By Jackie Medland
President/CNO, Highlands-Cashiers Hospital
The feedback from our first round of Town Halls made it clear that while community members viewed our physician and provider team as one of our greatest assets, they were also concerned about turnover, which may lead to worry about provider shortages – a nation-wide problem for rural communities. In this column, I’ll focus on the current state of provider staffing across Highlands-Cashiers, clarify the types of providers we’re graced with, and define the types of care they offer.
The provider profile for our nation’s rural hospitals has changed dramatically in the last two decades as physicians increasingly chose urban practice locations and specialty care, causing a 20% reduction in primary care provider numbers. According to the National Rural Health Association, there are now an average of 39 primary care providers per 100,000 people throughout the rural US, as compared to 52 per 100,000 just 20 years ago. This reduction means that the healthcare industry is now looking at a looming shortage of primary care providers, to the tune of 50,000 over the next decade. Further, rural practitioner shortages contrast starkly with urban areas that have a relative excess of providers in nearly all specialties.

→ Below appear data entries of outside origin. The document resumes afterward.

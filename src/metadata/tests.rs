use std::fs;
use std::path::PathBuf;

use super::*;
use crate::xml::ParseError;

fn fixture() -> PathBuf {
    PathBuf::from(env!("CARGO_MANIFEST_DIR")).join("tests/data/Sample_Run.d")
}

/// Copy the fixture run into a temporary directory
fn fixture_copy() -> (tempfile::TempDir, PathBuf) {
    let temp = tempfile::tempdir().unwrap();
    let run = temp.path().join("Copy.d");
    let acq_data = run.join(ACQ_DATA);
    fs::create_dir_all(&acq_data).unwrap();
    for entry in fs::read_dir(acq_data_dir(fixture())).unwrap() {
        let entry = entry.unwrap();
        fs::copy(entry.path(), acq_data.join(entry.file_name())).unwrap();
    }
    (temp, run)
}

#[test]
fn test_is_datafile() {
    assert!(is_datafile(fixture()));

    let temp = tempfile::tempdir().unwrap();
    assert!(!is_datafile(temp.path()));
    assert!(!is_datafile(temp.path().join("does_not_exist.d")));

    let run = temp.path().join("Empty.d");
    fs::create_dir_all(run.join(ACQ_DATA)).unwrap();
    assert!(!is_datafile(&run));

    fs::write(run.join(ACQ_DATA).join("Contents.xml"), "").unwrap();
    assert!(is_datafile(&run));

    let file = temp.path().join("file.d");
    fs::write(&file, "").unwrap();
    assert!(!is_datafile(&file));
}

#[test]
fn test_not_a_datafile_names_path() {
    let temp = tempfile::tempdir().unwrap();
    let err = extract_metadata(temp.path()).unwrap_err();
    assert!(matches!(err, MetadataError::NotADatafile(ref path) if path == temp.path()));
    assert_eq!(
        err.to_string(),
        format!("'{}' does not appear to be a valid .d datafile.", temp.path().display())
    );
}

#[test]
fn test_extract_does_not_create_directories() {
    let temp = tempfile::tempdir().unwrap();
    let missing = temp.path().join("a/b/Missing.d");
    assert!(extract_metadata(&missing).is_err());
    assert!(!temp.path().join("a").exists());
}

#[test]
fn test_prepare_filepath() {
    let temp = tempfile::tempdir().unwrap();
    let nested = temp.path().join("out/json/metadata.json");

    let prepared = prepare_filepath(&nested, false).unwrap();
    assert_eq!(prepared, nested);
    assert!(!temp.path().join("out").exists());

    prepare_filepath(&nested, true).unwrap();
    assert!(temp.path().join("out/json").is_dir());
    assert!(!nested.exists());

    // Relative paths are made absolute against the working directory
    let cwd = std::env::current_dir().unwrap();
    assert_eq!(
        prepare_filepath("metadata.json", false).unwrap(),
        cwd.join("metadata.json")
    );
    assert_eq!(
        prepare_filepath(PathBuf::from("runs").join("..").join("Sample.d"), false).unwrap(),
        cwd.join("runs").join("..").join("Sample.d")
    );
}

#[test]
fn test_extract_names_absolute_path() {
    let err = extract_metadata("No_Such_Run.d").unwrap_err();
    let expected = std::env::current_dir().unwrap().join("No_Such_Run.d");
    assert!(matches!(err, MetadataError::NotADatafile(ref path) if *path == expected));
    assert!(err.to_string().contains(&expected.display().to_string()));
}

#[test]
fn test_extract_fixture() {
    let metadata = extract_metadata(fixture()).unwrap();
    assert_eq!(metadata.contents.instrument_name, "Instrument 1");
    assert_eq!(metadata.devices.len(), 4);
    assert_eq!(metadata.method.devices.len(), 4);
}

#[test]
fn test_parser_failure_propagates() {
    let (_temp, run) = fixture_copy();
    let msts = acq_data_dir(&run).join("MSTS.xml");
    let xml = fs::read_to_string(&msts).unwrap();
    fs::write(&msts, xml.replace("<NumOfScans>1163", "<NumOfScans>many")).unwrap();

    let err = match extract_metadata(&run).unwrap_err() {
        MetadataError::Parse(err) => err,
        other => panic!("unexpected error {:?}", other),
    };
    assert!(matches!(err, ParseError::InFile { ref path, .. } if path == &msts));
    assert!(matches!(err.root_cause(), ParseError::Schema(_)));

    let err = match extract_metadata_with(&run, &ParseOptions::without_validation()) {
        Err(MetadataError::Parse(err)) => err,
        other => panic!("unexpected result {:?}", other),
    };
    assert!(matches!(
        err.root_cause(),
        ParseError::InvalidField { ref field, .. } if field == "NumOfScans"
    ));
}

#[test]
fn test_missing_file_propagates() {
    let (_temp, run) = fixture_copy();
    fs::remove_file(acq_data_dir(&run).join("sample_info.xml")).unwrap();

    let err = extract_metadata(&run).unwrap_err();
    assert!(matches!(
        err,
        MetadataError::Parse(ref e) if matches!(e.root_cause(), ParseError::Io { .. })
    ));
}

#[test]
fn test_check_report() {
    let (_temp, run) = fixture_copy();
    let report = check_datafile(&run, &ParseOptions::default()).unwrap();
    assert_eq!(report.checks.len(), 8);
    assert_eq!(report.success_count(), 8);
    assert!(!report.has_failures());

    fs::remove_file(acq_data_dir(&run).join("MSTS.xml")).unwrap();
    let devices = acq_data_dir(&run).join("Devices.xml");
    let xml = fs::read_to_string(&devices).unwrap();
    fs::write(&devices, xml.replace("<Type>31</Type>", "<Type>pump</Type>")).unwrap();

    let report = check_datafile(&run, &ParseOptions::default()).unwrap();
    assert_eq!(report.success_count(), 6);
    assert_eq!(report.missing_count(), 1);
    assert_eq!(report.failure_count(), 1);
    assert!(report.has_failures());

    let failed = report
        .checks
        .iter()
        .find(|check| check.file_name == "Devices.xml")
        .unwrap();
    match &failed.status {
        CheckStatus::Failed(message) => assert!(message.contains("/Devices/Device[3]/Type")),
        other => panic!("unexpected status {:?}", other),
    }

    let text = report.to_string();
    assert!(text.contains("[⚠] MSTS.xml - not present"));
    assert!(text.contains("Summary: 6 parsed, 1 missing, 1 failed"));
}

#[test]
fn test_check_rejects_non_datafile() {
    let temp = tempfile::tempdir().unwrap();
    assert!(matches!(
        check_datafile(temp.path(), &ParseOptions::default()),
        Err(MetadataError::NotADatafile(_))
    ));
}

#[test]
fn test_json_round_trip() {
    let metadata = extract_metadata(fixture()).unwrap();
    let json = metadata.to_json().unwrap();
    let value: serde_json::Value = serde_json::from_str(&json).unwrap();
    let keys: Vec<&str> = value
        .as_object()
        .unwrap()
        .keys()
        .map(String::as_str)
        .collect();
    assert_eq!(keys.len(), 8);
    for key in [
        "method",
        "contents",
        "default_mass_cal",
        "device_config_info",
        "devices",
        "ms_actual_defs",
        "ms_time_segments",
        "sample_info",
    ] {
        assert!(keys.contains(&key), "missing key {}", key);
    }

    let restored = MetadataDict::from_json(&metadata.to_json_pretty().unwrap()).unwrap();
    assert_eq!(restored, metadata);
}
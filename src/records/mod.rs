//! # Record parsers
//!
//! One module per metadata file found in a run directory's `AcqData` folder.
//! Every top-level record implements [`XmlFile`](crate::xml::XmlFile), so it
//! can be built from an already-parsed element with `from_xml` or read from
//! disk with `from_xml_file`.
//!
//! | File | Record |
//! |------|--------|
//! | `Contents.xml` | [`Contents`] |
//! | `Devices.xml` | [`DeviceList`] of [`Device`] |
//! | `DeviceConfigInfo.xml` | [`DeviceConfigInfo`] |
//! | `DefaultMassCal.xml` | [`CalibrationList`] of [`Calibration`] |
//! | `MSActualDefs.xml` | [`ActualsDef`] of [`Actual`] |
//! | `MSTS.xml` | [`MSTimeSegments`] of [`TimeSegment`] |
//! | `sample_info.xml` | [`SampleInfo`] of [`Field`] |
//! | `AcqMethod.xml` | [`AcqMethod`] |

pub mod acq_method;
pub mod actuals;
pub mod contents;
pub mod device_config_info;
pub mod devices;
pub mod mass_cal;
pub mod sample_info;
pub mod time_segments;

pub use acq_method::{read_acq_method, AcqMethod};
pub use actuals::{read_ms_actual_defs, Actual, ActualDataType, ActualsDef};
pub use contents::{read_contents_xml, Contents};
pub use device_config_info::{read_device_config_xml, DeviceConfigInfo, Parameter};
pub use devices::{read_devices_xml, Device, DeviceList};
pub use mass_cal::{read_mass_cal_xml, Calibration, CalibrationList, StepType};
pub use sample_info::{read_sample_info_xml, Field, SampleInfo};
pub use time_segments::{read_msts_xml, MSTimeSegments, TimeSegment};

use crate::xml::{CoercionError, ParseError, XmlElement};

/// Coerce the text of a mandatory child element
pub(crate) fn required<T>(
    element: &XmlElement,
    name: &str,
    coerce: impl FnOnce(&str) -> Result<T, CoercionError>,
) -> Result<T, ParseError> {
    coerce(element.require_text(name)?).map_err(|e| ParseError::field(name, e))
}

/// Coerce the text of an optional child element
pub(crate) fn optional<T>(
    element: &XmlElement,
    name: &str,
    coerce: impl FnOnce(&str) -> Result<T, CoercionError>,
) -> Result<Option<T>, ParseError> {
    element
        .child_text(name)
        .map(coerce)
        .transpose()
        .map_err(|e| ParseError::field(name, e))
}

/// Coerce a mandatory attribute
pub(crate) fn attribute<T>(
    element: &XmlElement,
    name: &str,
    coerce: impl FnOnce(&str) -> Result<T, CoercionError>,
) -> Result<T, ParseError> {
    coerce(element.require_attribute(name)?).map_err(|e| ParseError::field(name, e))
}

/// Text of a child element kept as-is
pub(crate) fn text(value: &str) -> Result<String, CoercionError> {
    Ok(value.to_string())
}

/// Fail on any child not in `known`
pub(crate) fn reject_unknown_children(
    element: &XmlElement,
    known: &[&str],
) -> Result<(), ParseError> {
    match element
        .children()
        .iter()
        .find(|child| !known.contains(&child.name()))
    {
        Some(child) => Err(ParseError::UnexpectedElement {
            parent: element.name().to_string(),
            name: child.name().to_string(),
        }),
        None => Ok(()),
    }
}

macro_rules! impl_json {
    ($($record:ty),+ $(,)?) => {
        $(
            impl $record {
                /// Serialize to JSON
                pub fn to_json(&self) -> Result<String, serde_json::Error> {
                    serde_json::to_string(self)
                }

                /// Deserialize from JSON
                pub fn from_json(json: &str) -> Result<Self, serde_json::Error> {
                    serde_json::from_str(json)
                }
            }
        )+
    };
}

impl_json!(
    Contents,
    DeviceList,
    DeviceConfigInfo,
    CalibrationList,
    ActualsDef,
    MSTimeSegments,
    SampleInfo,
    AcqMethod,
);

In the past, physicians provided the great majority of medical care for rural communities; now, it is increasingly common for physicians to work in collaboration with a nurse practitioner and/or physician assistant to provide team-based care. Nurse practitioners and physician assistants have received advanced education and clinical training, and have become integral members of medical care teams across the country. They improve access to care, which is especially important in rural communities like ours, and enable a more collaborative, team-based care model.
Another concern I frequently hear about is the perceived lack of providers for children. This is where Family Practice Physicians come in. They are primary care practitioners who have been trained to provide care to patients across all age groups, including prenatal care and well-woman care, pediatric care, and all manner of acute illness care. If a patient needs a specialist referral, a family practice doctor supports that specialist in understanding the whole patient. Dr. Robyn Restrepo recently joined us in August as the first Hospitalist at Highlands-Cashiers and will also provide community support as another Family Practice Physician.
I’m excited that we’re continuing to build our primary care base and also extending specialty care access to more people, creatively. We added our first satellite specialty clinic in October, with the arrival of Franklin-based orthopedic surgeon Dr. Mark Moriarty, from Angel Medical Center. We’ve established more walk-in clinics with expanded hours of availability and same-day appointments, because we know that illness rarely strikes when it’s convenient. I’m proud that HCH and our affiliated practices are also home to five board-certified physicians, two physician assistants and one nurse practitioner.
As we enter the holiday season, I want to acknowledge our talented and dedicated providers, who partner with our care team to make the Highlands and Cashiers communities stronger and healthier.